If, after you file for bankruptcy, a creditor continues its collection actions against you, the creditor may be violating bankruptcy's automatic stay.
If, after you file for bankruptcy, a creditor continues its collection actions against you, the creditor may be violating bankruptcy’s automatic stay. Read on to learn when collection activities violate the stay and what you can do if a creditor continues to collect a debt in violation of the automatic stay.
Bankruptcy's Automatic Stay
When you file for bankruptcy, the automatic stay prohibits almost all collection activity, including legal action, garnishment, and even contact by phone or mail in an attempt to collect a debt.
While the automatic stay is very broad and applies to nearly every attempt to collect on a pre-bankruptcy debt, there are a few exceptions. For instance, the automatic stay does not stop criminal cases, some child support actions, and certain eviction cases. The automatic stay does not apply to debts incurred after the bankruptcy case was filed. It is important to know whether the automatic stay applies to the collection action.
To learn more about the automatic stay, see the articles in our Bankruptcy’s Automatic Stay area.
When Collection Violates the Automatic Stay
If an exception to the stay does not apply, and the bankruptcy court has not terminated or modified the automatic stay order, then a collector's attempt to collect a pre-bankruptcy debt is likely a violation of the automatic stay.
What to Do If a Creditor Violates the Automatic Stay?
You have several options if a creditor continues its collection actions against you in violation of the automatic stay.
Tell the creditor about your bankruptcy. Typically, informing the collector of the bankruptcy protection will cause the collector to correct its violation. Many times the collector is unaware
of your case (through error or negligence) and will stop collecting and correct its violation. For instance, if a collector garnishes your wages after the bankruptcy case is filed, it must immediately return the money.

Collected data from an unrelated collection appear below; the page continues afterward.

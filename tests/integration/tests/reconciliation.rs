//! Orphaned receipts resolved on the base ledger

use pool_integration_tests::*;
use pool_model::{
    CommitOutcome, DepositResolution, DepositSettlement, PoolError, ReceiptStatus, ReconcileMode, WithdrawResolution,
    MIN_COMMIT_FREQUENCY_MS, RECONCILE_TIMEOUT_SECS,
};

fn seeded() -> Harness {
    let mut h = Harness::new(0, 0).unwrap();
    for p in [ALICE, BOB, CAROL] {
        h.open_ledger(p).unwrap();
    }
    h.deposit(ALICE, 1_000, 1_000, 0).unwrap();
    h
}

#[test]
fn test_refund_only_after_timeout() {
    let mut h = seeded();
    h.initiate_deposit(BOB, 100, 100, 0).unwrap();

    h.advance(RECONCILE_TIMEOUT_SECS - 1);
    assert_eq!(
        h.reconcile_deposit(BOB, ReconcileMode::Refund, BOB),
        Err(PoolError::InvalidPoolState)
    );

    h.advance(1);
    assert_eq!(
        h.reconcile_deposit(BOB, ReconcileMode::Refund, CAROL),
        Err(PoolError::Unauthorized)
    );
    assert_eq!(
        h.reconcile_deposit(BOB, ReconcileMode::Refund, BOB),
        Ok(DepositResolution::Refunded {
            amount_a: 100,
            amount_b: 100
        })
    );
    assert_eq!(h.vaults(), (1_000, 1_000));
    assert_eq!(h.deposit_receipt(BOB).status, ReceiptStatus::Refunded as u8);
    assert_eq!(h.pool().total_lp_supply, 1_000);

    // A late commit of the refunded receipt is refused
    assert_eq!(h.commit_deposit(BOB), Err(PoolError::InvalidPoolState));

    // The receipt can be reused
    assert_eq!(h.initiate_deposit(BOB, 10, 10, 0), Ok(10));
}

#[test]
fn test_authority_completes_orphaned_deposit() {
    let mut h = seeded();
    h.initiate_deposit(BOB, 100, 100, 0).unwrap();
    h.advance(RECONCILE_TIMEOUT_SECS);

    assert_eq!(
        h.reconcile_deposit(BOB, ReconcileMode::Complete, AUTHORITY),
        Ok(DepositResolution::Minted(DepositSettlement {
            lp_tokens: 100,
            protocol_fee_a: 0,
            protocol_fee_b: 0
        }))
    );
    assert_eq!(h.lp_balance(BOB), 100);
    assert_eq!(h.ledger(BOB).total_lp_tokens, 100);
    assert_eq!(h.deposit_receipt(BOB).status, ReceiptStatus::Settled as u8);

    let pool = h.pool();
    assert_eq!((pool.reserve_a, pool.reserve_b), h.vaults());
    assert_eq!(pool.total_lp_supply, h.lp_balance(ALICE) + h.lp_balance(BOB));
}

#[test]
fn test_committed_receipt_is_not_orphaned() {
    let mut h = seeded();
    h.initiate_deposit(BOB, 100, 100, 0).unwrap();
    assert_eq!(h.commit_deposit(BOB), Ok(CommitOutcome::Applied));
    h.advance(RECONCILE_TIMEOUT_SECS * 2);

    assert_eq!(
        h.reconcile_deposit(BOB, ReconcileMode::Refund, AUTHORITY),
        Err(PoolError::InvalidPoolState)
    );
    assert_eq!(h.settle_deposit(BOB), Ok(100));
}

#[test]
fn test_reconcile_blocked_while_pool_delegated() {
    let mut h = seeded();
    h.initiate_deposit(BOB, 100, 100, 0).unwrap();
    h.delegate(Entity::Pool, AUTHORITY, MIN_COMMIT_FREQUENCY_MS).unwrap();
    h.advance(RECONCILE_TIMEOUT_SECS);

    assert_eq!(
        h.reconcile_deposit(BOB, ReconcileMode::Refund, BOB),
        Err(PoolError::InvalidPoolState)
    );

    h.undelegate(Entity::Pool, AUTHORITY).unwrap();
    assert!(h.reconcile_deposit(BOB, ReconcileMode::Refund, BOB).is_ok());
}

#[test]
fn test_delegated_receipt_cannot_be_reconciled() {
    let mut h = seeded();
    h.initiate_deposit(BOB, 100, 100, 0).unwrap();
    h.delegate(Entity::DepositReceipt(BOB), BOB, MIN_COMMIT_FREQUENCY_MS).unwrap();
    h.advance(RECONCILE_TIMEOUT_SECS);

    assert_eq!(
        h.reconcile_deposit(BOB, ReconcileMode::Refund, BOB),
        Err(PoolError::InvalidAccount)
    );
}

#[test]
fn test_refund_returns_escrowed_lp() {
    let mut h = seeded();
    h.initiate_withdraw(ALICE, 250, 0, 0).unwrap();
    assert_eq!(h.lp_balance(ALICE), 750);
    h.advance(RECONCILE_TIMEOUT_SECS);

    assert_eq!(
        h.reconcile_withdraw(ALICE, ReconcileMode::Refund, ALICE),
        Ok(WithdrawResolution::Refunded { lp_tokens: 250 })
    );
    assert_eq!(h.lp_balance(ALICE), 1_000);
    assert_eq!(h.lp_escrow(), 0);
    assert_eq!(h.vaults(), (1_000, 1_000));
    assert_eq!(h.withdraw_receipt(ALICE).status, ReceiptStatus::Refunded as u8);
}

#[test]
fn test_authority_completes_orphaned_withdraw() {
    let mut h = seeded();
    h.initiate_withdraw(ALICE, 250, 0, 0).unwrap();
    h.advance(RECONCILE_TIMEOUT_SECS);

    assert_eq!(
        h.reconcile_withdraw(ALICE, ReconcileMode::Complete, AUTHORITY),
        Ok(WithdrawResolution::Paid {
            lp_tokens: 250,
            amount_a: 250,
            amount_b: 250
        })
    );
    assert_eq!(h.lp_escrow(), 0);
    assert_eq!(h.vaults(), (750, 750));
    let pool = h.pool();
    assert_eq!((pool.reserve_a, pool.reserve_b, pool.total_lp_supply), (750, 750, 750));
    assert_eq!(h.ledger(ALICE).total_lp_tokens, 750);
}
#![cfg_attr(target_os = "solana", no_std)]

pub mod cpi;
pub mod instructions;
pub mod log;
pub mod pda;
pub mod state;
pub mod venue;

// Always compiled for host tests; registered as the entrypoint only with `bpf-entrypoint`
pub mod entrypoint;

// Panic handler for no_std builds (only for Solana BPF)
#[cfg(all(target_os = "solana", not(test)))]
#[panic_handler]
fn panic(_info: &core::panic::PanicInfo) -> ! {
    loop {}
}

pub use instructions::*;
pub use state::*;

pinocchio_pubkey::declare_id!("EPoo1LqmR7QvD1sTXJr9pGkN4yMwZcB6hFu3tAsDe2Wx");
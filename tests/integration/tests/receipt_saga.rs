//! Two-phase deposit and withdrawal across the base ledger and the venue

use pool_integration_tests::*;
use pool_model::{
    CommitOutcome, DepositResolution, PoolError, ReceiptStatus, ReconcileMode, MIN_COMMIT_FREQUENCY_MS,
    RECONCILE_TIMEOUT_SECS,
};

fn seeded() -> Harness {
    let mut h = Harness::new(0, 0).unwrap();
    for p in [ALICE, BOB, CAROL] {
        h.open_ledger(p).unwrap();
    }
    h.deposit(ALICE, 1_000, 1_000, 0).unwrap();
    h
}

fn delegate_all(h: &mut Harness, provider: [u8; 32]) {
    h.delegate(Entity::Pool, AUTHORITY, MIN_COMMIT_FREQUENCY_MS).unwrap();
    h.delegate(Entity::Ledger(provider), provider, MIN_COMMIT_FREQUENCY_MS).unwrap();
    h.delegate(Entity::DepositReceipt(provider), provider, MIN_COMMIT_FREQUENCY_MS).unwrap();
}

fn undelegate_all(h: &mut Harness, provider: [u8; 32]) {
    h.undelegate(Entity::DepositReceipt(provider), provider).unwrap();
    h.undelegate(Entity::Ledger(provider), provider).unwrap();
    h.undelegate(Entity::Pool, AUTHORITY).unwrap();
}

fn lp_held(h: &Harness) -> u64 {
    [ALICE, BOB, CAROL].iter().map(|p| h.lp_balance(*p)).sum::<u64>() + h.lp_escrow()
}

#[test]
fn test_deposit_saga_through_the_venue() {
    let mut h = seeded();

    // Phase 1 moves tokens but leaves the pool alone
    assert_eq!(h.initiate_deposit(BOB, 100, 100, 0), Ok(100));
    assert_eq!(h.vaults(), (1_100, 1_100));
    assert_eq!(h.pool().reserve_a, 1_000);
    assert_eq!(h.deposit_receipt(BOB).status, ReceiptStatus::Pending as u8);

    delegate_all(&mut h, BOB);
    assert_eq!(h.commit_deposit(BOB), Ok(CommitOutcome::Applied));
    assert_eq!(h.commit_deposit(BOB), Ok(CommitOutcome::AlreadyCommitted));
    assert_eq!(h.pool().total_lp_supply, 1_100);

    // Settlement only happens once the receipt is home
    assert_eq!(h.settle_deposit(BOB), Err(PoolError::InvalidAccount));
    undelegate_all(&mut h, BOB);

    assert_eq!(h.settle_deposit(BOB), Ok(100));
    assert_eq!(h.settle_deposit(BOB), Err(PoolError::InvalidPoolState));
    assert_eq!(h.deposit_receipt(BOB).status, ReceiptStatus::Settled as u8);

    let pool = h.base_pool();
    assert_eq!((pool.reserve_a, pool.reserve_b), h.vaults());
    assert_eq!(pool.total_lp_supply, lp_held(&h));
    assert_eq!(h.ledger(BOB).total_lp_tokens, 100);
}

#[test]
fn test_pending_receipt_blocks_a_second_initiate() {
    let mut h = seeded();
    h.initiate_deposit(BOB, 100, 100, 0).unwrap();
    assert_eq!(h.initiate_deposit(BOB, 50, 50, 0), Err(PoolError::InvalidPoolState));

    h.commit_deposit(BOB).unwrap();
    assert_eq!(h.initiate_deposit(BOB, 50, 50, 0), Err(PoolError::InvalidPoolState));

    h.settle_deposit(BOB).unwrap();
    assert_eq!(h.initiate_deposit(BOB, 50, 50, 0), Ok(50));
}

#[test]
fn test_commit_refused_when_reserves_moved_against_the_quote() {
    let mut h = seeded();
    // Both quotes are taken against the same (1000, 1000) reserves
    assert_eq!(h.initiate_deposit(BOB, 1_000, 100, 0), Ok(100));
    assert_eq!(h.initiate_deposit(CAROL, 100, 1_000, 0), Ok(100));

    // BOB's lopsided deposit leaves (2000, 1100) against 1100 LP
    h.commit_deposit(BOB).unwrap();
    let before = image(&h.pool());

    // CAROL would now get min(100 * 1100 / 2000, 1000) = 55 < 100
    assert_eq!(h.commit_deposit(CAROL), Err(PoolError::SlippageExceeded));
    assert_eq!(image(&h.pool()), before);
    assert_eq!(h.deposit_receipt(CAROL).status, ReceiptStatus::Pending as u8);
    assert_eq!(h.ledger(CAROL).total_lp_tokens, 0);
}

#[test]
fn test_withdraw_saga_with_full_exit() {
    let mut h = seeded();

    assert_eq!(h.initiate_withdraw(ALICE, 400, 0, 0), Ok((400, 400)));
    assert_eq!(h.lp_balance(ALICE), 600);
    assert_eq!(h.lp_escrow(), 400);
    assert_eq!(h.pool().total_lp_supply, 1_000);

    assert_eq!(h.settle_withdraw(ALICE), Err(PoolError::InvalidPoolState));
    assert_eq!(h.commit_withdraw(ALICE), Ok(CommitOutcome::Applied));
    assert_eq!(h.settle_withdraw(ALICE), Ok((400, 400)));
    assert_eq!(h.lp_escrow(), 0);
    assert_eq!(h.vaults(), (600, 600));

    // Last LP out sweeps everything
    assert_eq!(h.initiate_withdraw(ALICE, 600, 0, 0), Ok((600, 600)));
    h.commit_withdraw(ALICE).unwrap();
    assert_eq!(h.settle_withdraw(ALICE), Ok((600, 600)));

    let pool = h.base_pool();
    assert_eq!((pool.reserve_a, pool.reserve_b, pool.total_lp_supply), (0, 0, 0));
    assert_eq!(h.vaults(), (0, 0));
    assert_eq!(h.ledger(ALICE).total_lp_tokens, 0);
}

#[test]
fn test_withdraw_initiate_checks_lp_and_slippage() {
    let mut h = seeded();
    assert_eq!(h.initiate_withdraw(BOB, 1, 0, 0), Err(PoolError::InsufficientTokenBalance));
    assert_eq!(h.initiate_withdraw(ALICE, 500, 501, 0), Err(PoolError::SlippageExceeded));
    assert_eq!(h.lp_balance(ALICE), 1_000);
    assert_eq!(h.lp_escrow(), 0);
}

#[test]
fn test_fees_on_receipt_deposits() {
    let mut h = Harness::new(100, 50).unwrap();
    h.open_ledger(ALICE).unwrap();

    // 10_000 gross: 100 trade fee, 50 protocol fee, 9_850 net
    assert_eq!(h.initiate_deposit(ALICE, 10_000, 10_000, 0), Ok(9_850));
    assert_eq!(h.vaults(), (10_000, 10_000));
    assert_eq!(h.fees_paid(), (0, 0));

    h.commit_deposit(ALICE).unwrap();
    let pool = h.pool();
    assert_eq!((pool.reserve_a, pool.reserve_b), (9_950, 9_950));
    assert_eq!((pool.protocol_fees_a, pool.protocol_fees_b), (50, 50));

    // The protocol fee leaves the vaults only on settlement
    assert_eq!(h.settle_deposit(ALICE), Ok(9_850));
    assert_eq!(h.vaults(), (9_950, 9_950));
    assert_eq!(h.fees_paid(), (50, 50));
}

#[test]
fn test_refund_returns_gross_deposit() {
    let mut h = Harness::new(30, 100).unwrap();
    h.open_ledger(ALICE).unwrap();

    h.initiate_deposit(ALICE, 10_000, 10_000, 0).unwrap();
    assert_eq!(h.deposit_receipt(ALICE).credited_a, 9_900);
    h.advance(RECONCILE_TIMEOUT_SECS);

    assert_eq!(
        h.reconcile_deposit(ALICE, ReconcileMode::Refund, ALICE),
        Ok(DepositResolution::Refunded {
            amount_a: 10_000,
            amount_b: 10_000
        })
    );
    assert_eq!(h.vaults(), (0, 0));
    assert_eq!(h.fees_paid(), (0, 0));
}
//! Keeper domain errors

use solana_sdk::pubkey::Pubkey;
use thiserror::Error;

#[derive(Debug, Error, PartialEq, Eq)]
pub enum KeeperError {
    #[error("account {0} does not hold a receipt")]
    NotAReceipt(Pubkey),

    #[error("receipt {0} has unknown status {1}")]
    UnknownStatus(Pubkey, u8),

    #[error("pool {pool} referenced by receipt {receipt} could not be decoded")]
    MissingPool { pool: Pubkey, receipt: Pubkey },

    #[error("account {0} does not hold a delegatable entity")]
    NotAnEntity(Pubkey),

    #[error("receipt {0} is orphaned and needs the pool authority to reconcile")]
    OrphanNeedsAuthority(Pubkey),
}
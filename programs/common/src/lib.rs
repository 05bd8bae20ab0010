#![cfg_attr(not(test), no_std)]

pub mod account;
pub mod instruction;
pub mod seeds;
pub mod token;

pub use account::*;
pub use instruction::*;
pub use seeds::*;
pub use token::*;

pub use pool_model::PoolError;
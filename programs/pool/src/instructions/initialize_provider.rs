//! Initialize liquidity provider ledger

use pinocchio::{
    account_info::AccountInfo,
    instruction::{Seed, Signer},
    msg,
    pubkey::Pubkey,
    ProgramResult,
};
use pool_common::*;

use crate::cpi::create_pda_if_missing;
use crate::pda::{derive_provider, expect_pda};
use crate::state::{load_mut, LiquidityProviderAccount, ZeroCopy};

/// Open an empty ledger for `provider`
pub fn apply_initialize_provider(
    acct: &mut LiquidityProviderAccount,
    provider: &[u8; 32],
    bump: u8,
) -> Result<(), PoolError> {
    if acct.is_initialized() {
        msg!("Error: Liquidity provider already initialized");
        return Err(PoolError::InvalidAccount);
    }
    acct.init(*provider, bump);
    Ok(())
}

/// Process initialize provider instruction
///
/// Expected accounts:
/// 0. `[writable, signer]` Provider wallet (payer)
/// 1. `[writable]` Provider ledger PDA `["liquidity_provider_account_info", provider]`
/// 2. `[]` System program
pub fn process_initialize_provider(
    program_id: &Pubkey,
    accounts: &[AccountInfo],
    _data: &[u8],
) -> ProgramResult {
    let [provider, ledger, _system_program, ..] = accounts else {
        msg!("Error: InitializeProvider requires 3 accounts");
        return Err(PoolError::InvalidInstruction.into());
    };
    validate_signer(provider)?;
    let bump = expect_pda(ledger, derive_provider(provider.key(), program_id))?;

    let bump_seed = [bump];
    let seeds = [
        Seed::from(LIQUIDITY_PROVIDER_SEED),
        Seed::from(&provider.key()[..]),
        Seed::from(&bump_seed[..]),
    ];
    create_pda_if_missing(
        provider,
        ledger,
        LiquidityProviderAccount::LEN,
        program_id,
        &[Signer::from(&seeds)],
    )?;
    validate_owner(ledger, program_id)?;

    let acct = unsafe { load_mut::<LiquidityProviderAccount>(ledger.borrow_mut_data_unchecked())? };
    apply_initialize_provider(acct, provider.key(), bump)?;

    msg!("Liquidity provider initialized");
    Ok(())
}
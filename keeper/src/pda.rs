//! Off-chain PDA derivation, mirroring the program's seeds

use pool_common::*;
use solana_sdk::pubkey::Pubkey;

pub const TOKEN_PROGRAM_ID: Pubkey = Pubkey::new_from_array(ephemeral_pool::cpi::TOKEN_PROGRAM_ID);
pub const DELEGATION_PROGRAM_ID: Pubkey = Pubkey::new_from_array(ephemeral_pool::venue::DELEGATION_PROGRAM_ID);
pub const ASSOCIATED_TOKEN_PROGRAM_ID: Pubkey =
    solana_sdk::pubkey!("ATokenGPvbdGVxr1b2hvZbsiqW5xWH25efTNsLJA8knL");

pub fn pool_address(name: &str, program: &Pubkey) -> (Pubkey, u8) {
    Pubkey::find_program_address(&[POOL_SEED, name.as_bytes()], program)
}

pub fn provider_address(provider: &Pubkey, program: &Pubkey) -> (Pubkey, u8) {
    Pubkey::find_program_address(&[LIQUIDITY_PROVIDER_SEED, provider.as_ref()], program)
}

pub fn deposit_receipt_address(provider: &Pubkey, program: &Pubkey) -> (Pubkey, u8) {
    Pubkey::find_program_address(&[DEPOSIT_RECEIPT_SEED, provider.as_ref()], program)
}

pub fn withdraw_receipt_address(provider: &Pubkey, program: &Pubkey) -> (Pubkey, u8) {
    Pubkey::find_program_address(&[WITHDRAW_RECEIPT_SEED, provider.as_ref()], program)
}

pub fn lp_escrow_address(program: &Pubkey) -> (Pubkey, u8) {
    Pubkey::find_program_address(&[LP_ESCROW_SEED], program)
}

pub fn transfer_authority_address(program: &Pubkey) -> (Pubkey, u8) {
    Pubkey::find_program_address(&[TRANSFER_AUTHORITY_SEED], program)
}

pub fn delegation_record_address(entity: &Pubkey) -> (Pubkey, u8) {
    Pubkey::find_program_address(&[DELEGATION_SEED, entity.as_ref()], &DELEGATION_PROGRAM_ID)
}

/// Provider's associated token account for `mint`
pub fn associated_token_address(owner: &Pubkey, mint: &Pubkey) -> Pubkey {
    Pubkey::find_program_address(
        &[owner.as_ref(), TOKEN_PROGRAM_ID.as_ref(), mint.as_ref()],
        &ASSOCIATED_TOKEN_PROGRAM_ID,
    )
    .0
}
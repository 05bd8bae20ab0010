//! Formatted program log lines for numeric values

use pinocchio_log::logger::Logger;

/// `"<label> <value>"`
#[inline]
pub fn log_value(label: &str, value: u64) {
    let mut logger = Logger::<96>::default();
    logger.append(label);
    logger.append(" ");
    logger.append(value);
    logger.log();
}

/// `"<label> <a> <b>"`
#[inline]
pub fn log_pair(label: &str, a: u64, b: u64) {
    let mut logger = Logger::<128>::default();
    logger.append(label);
    logger.append(" ");
    logger.append(a);
    logger.append(" ");
    logger.append(b);
    logger.log();
}
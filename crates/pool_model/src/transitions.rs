//! State transition functions
//!
//! Every transition validates and computes on copies, then writes back only
//! once all checks have passed. A returned error leaves every input exactly
//! as it was.

use arrayvec::ArrayString;

use crate::delegation::Delegation;
use crate::error::PoolError;
use crate::math::*;
use crate::state::*;

/// Age after which a pending receipt counts as orphaned
pub const RECONCILE_TIMEOUT_SECS: i64 = 3_600;

/// Priced deposit: LP quote plus the fee split of each side
#[derive(Debug, Clone, Copy, PartialEq, Eq)]
pub struct DepositOutcome {
    pub lp_tokens: u64,
    pub fees_a: FeeSplit,
    pub fees_b: FeeSplit,
}

#[derive(Debug, Clone, Copy, PartialEq, Eq)]
pub enum CommitOutcome {
    Applied,
    /// Receipt was already consumed; nothing changed
    AlreadyCommitted,
}

#[repr(u8)]
#[derive(Debug, Clone, Copy, PartialEq, Eq)]
pub enum ReconcileMode {
    /// Apply the locked quote as if the venue had committed it
    Complete = 0,
    /// Return the staged funds to the provider
    Refund = 1,
}

impl ReconcileMode {
    pub fn from_u8(v: u8) -> Option<Self> {
        match v {
            0 => Some(Self::Complete),
            1 => Some(Self::Refund),
            _ => None,
        }
    }
}

#[derive(Debug, Clone, Copy, PartialEq, Eq)]
pub enum DepositResolution {
    Minted(DepositSettlement),
    /// Gross amounts, protocol fee included
    Refunded { amount_a: u64, amount_b: u64 },
}

/// Token movements owed when a deposit receipt settles
#[derive(Debug, Clone, Copy, PartialEq, Eq)]
pub struct DepositSettlement {
    pub lp_tokens: u64,
    /// Paid out of the vaults to the fee recipient
    pub protocol_fee_a: u64,
    pub protocol_fee_b: u64,
}

#[derive(Debug, Clone, Copy, PartialEq, Eq)]
pub enum WithdrawResolution {
    Paid { lp_tokens: u64, amount_a: u64, amount_b: u64 },
    Refunded { lp_tokens: u64 },
}

#[repr(u8)]
#[derive(Debug, Clone, Copy, PartialEq, Eq)]
pub enum StatusAction {
    Pause = 0,
    Unpause = 1,
    Deactivate = 2,
    Activate = 3,
}

impl StatusAction {
    pub fn from_u8(v: u8) -> Option<Self> {
        match v {
            0 => Some(Self::Pause),
            1 => Some(Self::Unpause),
            2 => Some(Self::Deactivate),
            3 => Some(Self::Activate),
            _ => None,
        }
    }
}

// ============================================================================
// Pool lifecycle
// ============================================================================

pub fn validate_pool_name(name: &str) -> Result<ArrayString<MAX_POOL_NAME_LEN>, PoolError> {
    if name.is_empty() {
        return Err(PoolError::InvalidName);
    }
    ArrayString::from(name).map_err(|_| PoolError::InvalidName)
}

pub fn validate_metadata(title: &str, symbol: &str, uri: &str) -> Result<(), PoolError> {
    if title.len() > MAX_METADATA_TITLE_LEN
        || symbol.len() > MAX_METADATA_SYMBOL_LEN
        || uri.len() > MAX_METADATA_URI_LEN
    {
        return Err(PoolError::InvalidName);
    }
    Ok(())
}

/// Create a pool at reserves (0, 0)
pub fn initialize_pool(params: &PoolParams<'_>, now: i64) -> Result<Pool, PoolError> {
    let fees = FeeConfig {
        trade_fee_bps: params.trade_fee_bps,
        protocol_fee_bps: params.protocol_fee_bps,
        fee_recipient: params.fee_recipient,
    };
    fees.validate()?;
    let name = validate_pool_name(params.name)?;
    validate_metadata(params.metadata_title, params.metadata_symbol, params.metadata_uri)?;
    if params.token_a_mint == params.token_b_mint {
        return Err(PoolError::InvalidAccount);
    }

    Ok(Pool {
        authority: params.authority,
        pool_id: params.pool_id,
        name,
        max_aum_usd: params.max_aum_usd,
        lp_mint: params.lp_mint,
        token_a_mint: params.token_a_mint,
        token_b_mint: params.token_b_mint,
        token_a_vault: params.token_a_vault,
        token_b_vault: params.token_b_vault,
        reserve_a: 0,
        reserve_b: 0,
        total_lp_supply: 0,
        fees,
        status: PoolStatus::default(),
        protocol_fees_a: 0,
        protocol_fees_b: 0,
        created_at: now,
        updated_at: now,
        delegation: Delegation::default(),
    })
}

pub fn apply_status(pool: &mut Pool, action: StatusAction, now: i64) -> Result<(), PoolError> {
    let mut status = pool.status;
    match action {
        StatusAction::Pause => {
            if !status.is_active {
                return Err(PoolError::PoolNotActive);
            }
            status.is_paused = true;
        }
        StatusAction::Unpause => status.is_paused = false,
        StatusAction::Deactivate => status.is_active = false,
        StatusAction::Activate => status.is_active = true,
    }
    pool.status = status;
    pool.updated_at = now;
    Ok(())
}

/// Hand the pool to the venue; blocks direct mutation until undelegated
pub fn delegate_pool(
    pool: &mut Pool,
    validator: Option<Key>,
    commit_frequency_ms: u32,
    now: i64,
) -> Result<(), PoolError> {
    if pool.status.is_migrating {
        return Err(PoolError::InvalidPoolState);
    }
    let mut delegation = pool.delegation;
    delegation.begin(validator, commit_frequency_ms, now)?;
    delegation.confirm()?;
    pool.delegation = delegation;
    pool.status.is_migrating = true;
    Ok(())
}

/// Venue finality: authority is back on the base ledger
pub fn finalize_pool_undelegation(pool: &mut Pool, now: i64) -> Result<(), PoolError> {
    let mut delegation = pool.delegation;
    delegation.finalize()?;
    pool.delegation = delegation;
    pool.status.is_migrating = false;
    pool.updated_at = now;
    Ok(())
}
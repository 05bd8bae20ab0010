//! Liquidity provider ledger account

use pool_model::{EntityKind, MAX_PROVIDER_POOLS};

use super::{Delegatable, DelegationSlot, ZeroCopy, ACCOUNT_VERSION};

pub const PROVIDER_MAGIC: [u8; 8] = *b"EPLPROV_";

#[repr(C)]
#[derive(Clone, Copy, Debug, Default, PartialEq, Eq)]
pub struct PositionSlot {
    pub pool: [u8; 32],
    pub token_mint: [u8; 32],
    pub liquidity_amount: u64,
    pub lp_tokens: u64,
}

/// Per-wallet ledger (PDA `["liquidity_provider_account_info", provider]`)
///
/// Only the first `position_count` slots are meaningful; the rest are zeroed
/// whenever the ledger is written back.
#[repr(C)]
#[derive(Clone, Copy, Debug)]
pub struct LiquidityProviderAccount {
    pub magic: [u8; 8],
    pub version: u8,
    pub bump: u8,
    pub position_count: u8,
    pub _padding: [u8; 5],
    pub provider: [u8; 32],
    pub total_liquidity_provided: u64,
    pub total_lp_tokens: u64,
    pub latest_liquidity_provided_on: i64,
    pub delegation: DelegationSlot,
    pub positions: [PositionSlot; MAX_PROVIDER_POOLS],
}

unsafe impl ZeroCopy for LiquidityProviderAccount {
    const MAGIC: [u8; 8] = PROVIDER_MAGIC;

    fn magic(&self) -> [u8; 8] {
        self.magic
    }
}

impl Delegatable for LiquidityProviderAccount {
    const KIND: EntityKind = EntityKind::LiquidityProvider;

    fn delegation_slot(&self) -> &DelegationSlot {
        &self.delegation
    }

    fn delegation_slot_mut(&mut self) -> &mut DelegationSlot {
        &mut self.delegation
    }
}

impl LiquidityProviderAccount {
    pub fn init(&mut self, provider: [u8; 32], bump: u8) {
        *self = Self::zeroed();
        self.magic = PROVIDER_MAGIC;
        self.version = ACCOUNT_VERSION;
        self.bump = bump;
        self.provider = provider;
    }

    pub fn active_positions(&self) -> &[PositionSlot] {
        let n = (self.position_count as usize).min(MAX_PROVIDER_POOLS);
        &self.positions[..n]
    }
}
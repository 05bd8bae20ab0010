//! State space sanitizer - bounds values for Kani exploration

use pool_model::*;

pub const N_POSITIONS: usize = 3;
pub const MAX_STEPS: u8 = 4;

const MAX_RESERVE: u64 = 1_000_000;
const MAX_SUPPLY: u64 = 1_000_000;
const MAX_FEE_BPS: u16 = 500;

pub trait Sanitize {
    fn sanitize(self) -> Self;
}

impl Sanitize for Pool {
    fn sanitize(mut self) -> Pool {
        self.reserve_a %= MAX_RESERVE;
        self.reserve_b %= MAX_RESERVE;
        self.total_lp_supply %= MAX_SUPPLY;

        // Either fully seeded or fully empty
        if self.reserve_a == 0 || self.reserve_b == 0 || self.total_lp_supply == 0 {
            self.reserve_a = 0;
            self.reserve_b = 0;
            self.total_lp_supply = 0;
        }

        self.fees.trade_fee_bps %= MAX_FEE_BPS;
        self.fees.protocol_fee_bps %= MAX_FEE_BPS;
        self
    }
}

impl Sanitize for LiquidityProvider {
    fn sanitize(mut self) -> LiquidityProvider {
        self.positions.truncate(N_POSITIONS);
        self.positions.retain(|p| p.lp_tokens > 0);
        self.total_lp_tokens = self
            .positions
            .iter()
            .fold(0u64, |acc, p| acc.saturating_add(p.lp_tokens));
        self
    }
}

Notify the bankruptcy court. If the collector does not stop and correct its violation, the next step is to notify the bankruptcy court. The court can sanction the collector for violating its automatic stay order if the collection action is "willful." The action is willful if:
- the automatic stay order was in force and was actually violated
- the collector knew of the bankruptcy case and either ignored the court's order or failed to immediately correct its action after learning of the bankruptcy case, and
- the collector intentionally acted.
A violation of the automatic stay does not depend upon the collector's intent to violate the stay order, only that the collector intended to start or continue collecting in violation of the order.
Generally, the court can sanction a violation of the automatic stay under its power of contempt (because the creditor violated the court's order). The court can impose fines, assess attorney's fees, and order the collector to pay damages. Punitive damages are not available.
File a lawsuit. If a collector continues to collect violates the automatic stay, it may also violate other state or federal laws including:
- state unfair trade practice laws
- the federal Fair Debt Collection Practices Act
- state fair debt collection practices laws, or
- the Fair Credit Reporting Act.
In order to collect penalties or damages under another law, you’ll have to file a separate lawsuit.